Publié le 13 Mars 2023



Si la France dispose de l’un des réseaux électriques les plus robustes au monde, la crise énergétique qu’a récemment traversé l’Europe a suscité une prise de conscience collective des menaces qui pèsent sur la résilience de nos systèmes énergétiques. Mais les récentes tensions sur les marchés de l’énergie, la sécheresse inédite qui a impacté la production nucléaire et hydraulique, ou encore les craintes de cyber-attaques ne font que s’ajouter à d’autres défis que doivent relever les gestionnaires de réseau dans le cadre de la transition énergétique, à commencer par l’intégration massive au réseau d’énergies renouvelables intermittentes et des nouveaux usages de l’électricité, tels les véhicules électriques et les pompes à chaleur. Vendredi 3 mars, Think Smartgrids a organisé un webinaire pour questionner la résilience actuelle et future de nos systèmes électriques.

Professeur à l’Université Grenoble Alpes et directeur du G2ELab, Nouredine Hadjsaid commence par décrire l’architecture particulièrement complexe du système électrique. Connecté à d’autres infrastructures (de communication, de mobilité et d’autres énergies primaires), ce système de très grande dimension possède également de multiples interconnexions transfrontalières avec d’autres réseaux de transport d’électricité, ainsi qu’une architecture multiniveaux comprenant notamment différents niveaux de tension. Toutes ces infrastructures sont interdépendantes, avec des répercussions sur les autres composantes du système lors d’une défaillance à un endroit du réseau.

Or un système électrique est doté d’un caractère fondamentalement dynamique qui le soumet en permanence à différentes perturbations. La délicate mission des gestionnaires de réseaux est donc de faire en sorte qu’aucune de ces perturbations n’altère l’intégrité du système.

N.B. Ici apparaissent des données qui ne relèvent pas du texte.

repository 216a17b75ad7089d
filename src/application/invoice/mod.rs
pub mod create_invoice;
pub mod emit_invoice;
pub mod get_invoice_details;
pub mod list_invoices;
pub mod validator;

pub use create_invoice::{CreateInvoiceCommand, CreateInvoiceUseCase};
pub use emit_invoice::{EmitInvoiceCommand, EmitInvoiceUseCase};
pub use get_invoice_details::{GetInvoiceDetailsCommand, GetInvoiceDetailsUseCase, InvoiceDto};
pub use list_invoices::ListInvoicesUseCase;
pub use validator::{ALL_FIELDS_REQUIRED, validate_creation_request};
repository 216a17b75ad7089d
pub mod http;
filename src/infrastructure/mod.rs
pub mod config;
pub mod emission;
pub mod persistence;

La résilience peut ainsi se définir comme la capacité d’un système à rapidement s’adapter pour retrouver un état d’équilibre lors d’une perturbation importante.

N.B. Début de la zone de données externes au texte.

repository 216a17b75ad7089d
use rust_decimal::Decimal;
use serde::{Deserialize, Deserializer};
use std::str::FromStr;
use std::sync::Arc;
use validator::Validate;

use crate::domain::invoice::{InvoiceData, InvoiceError, InvoiceService, ValueObjectError};

use super::get_invoice_details::InvoiceDto;

/// Invoice creation request as received from clients.
///
/// Every field is optional at this stage so that incomplete payloads reach the
/// presence check instead of failing deserialization.
#[derive(Debug, Clone, Default, Deserialize, Validate)]
pub struct CreateInvoiceCommand {
  #[validate(required, length(min = 1))]
  #[serde(default, deserialize_with = "deserialize_text")]
  pub cnpj: Option<String>,

  #[validate(required, length(min = 1))]
  #[serde(default, deserialize_with = "deserialize_text")]
  pub municipality: Option<String>,

  #[validate(required, length(min = 1))]
  #[serde(default, deserialize_with = "deserialize_text")]
  pub state: Option<String>,

  #[validate(required)]
  #[serde(default, deserialize_with = "deserialize_amount")]
  pub amount: Option<Decimal>,

  #[validate(required, length(min = 1))]
  #[serde(default, deserialize_with = "deserialize_text")]
  pub desired_emission_date: Option<String>,

  #[validate(required, length(min = 1))]
  #[serde(default, deserialize_with = "deserialize_text")]
  pub description: Option<String>,
}

impl CreateInvoiceCommand {
  fn into_invoice_data(self) -> Option<InvoiceData> {
    Some(InvoiceData {
      cnpj: self.cnpj?,
      municipality: self.municipality?,
      state: self.state?,
      amount: self.amount?,
      desired_emission_date: self.desired_emission_date?,
      description: self.description?,
    })
  }
}

/// Accepts any JSON scalar for a text field, numbers and booleans rendered as
/// text; `null` and `""` are treated as absent.
fn deserialize_text<'de, D>(deserializer: D) -> Result<Option<String>, D::Error>
where
  D: Deserializer<'de>,
{
  #[derive(Deserialize)]
  #[serde(untagged)]
  enum RawText {
    Text(String),
    Number(serde_json::Number),
    Flag(bool),
  }

  Ok(match Option::<RawText>::deserialize(deserializer)? {
    None => None,
    Some(RawText::Text(text)) if text.is_empty() => None,
    Some(RawText::Text(text)) => Some(text),
    Some(RawText::Number(number)) => Some(number.to_string()),
    Some(RawText::Flag(flag)) => Some(flag.to_string()),
  })
}

/// Accepts the amount as a JSON number or numeric string; `null` and `""` are
/// treated as absent.
fn deserialize_amount<'de, D>(deserializer: D) -> Result<Option<Decimal>, D::Error>
where
  D: Deserializer<'de>,
{
  #[derive(Deserialize)]
  #[serde(untagged)]
  enum RawAmount {
    Number(#[serde(with = "rust_decimal::serde::float")] Decimal),
    Text(String),
  }

  match Option::<RawAmount>::deserialize(deserializer)? {
    None => Ok(None),
    Some(RawAmount::Number(value)) => Ok(Some(value)),
    Some(RawAmount::Text(text)) if text.is_empty() => Ok(None),
    Some(RawAmount::Text(text)) => Decimal::from_str(text.trim())
      .map(Some)
      .map_err(|_| serde::de::Error::custom(format!("invalid amount: {}", text))),
  }
}

pub struct CreateInvoiceUseCase {
  invoice_service: Arc<InvoiceService>,
}

impl CreateInvoiceUseCase {
  pub fn new(invoice_service: Arc<InvoiceService>) -> Self {
    Self { invoice_service }
  }

  pub async fn execute(&self, command: CreateInvoiceCommand) -> Result<InvoiceDto, InvoiceError> {
    let data = command
      .into_invoice_data()
      .ok_or(ValueObjectError::MissingRequiredFields)?;

    let invoice = self.invoice_service.create(data).await?;

    Ok(InvoiceDto::from(invoice))
  }
}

Pour le système électrique, cette résilience est un sujet de préoccupation majeur, d’une part car les conséquences économiques d’une défaillance sont extrêmement importantes, et d’autre part car sur le plan sociétal, les perturbations et coupures sont de moins en moins acceptées. On estime ainsi que l’impact économique d’un blackout, panne généralisée du système, dépasse souvent 1% du PIB.

Dans nos économies modernes, l’infrastructure électrique garantit d’ailleurs le fonctionnement d’un nombre croissant de nos activités. L’objectif de neutralité carbone en 2050, qui impose une sortie des énergies fossiles, suppose en outre une forte progression de l’électrification des usages : en France, la part de l’électricité dans la consommation finale d’énergie devrait passer de 30% à 55% voire 60%. La résilience du système électrique deviendra donc d’autant plus cruciale pour le bon fonctionnement de notre économie. Or cette résilience est soumise à un nombre croissant de défis et nécessite, selon Nouredine Hadjsaid, le développement d’une vision systémique et protéiforme.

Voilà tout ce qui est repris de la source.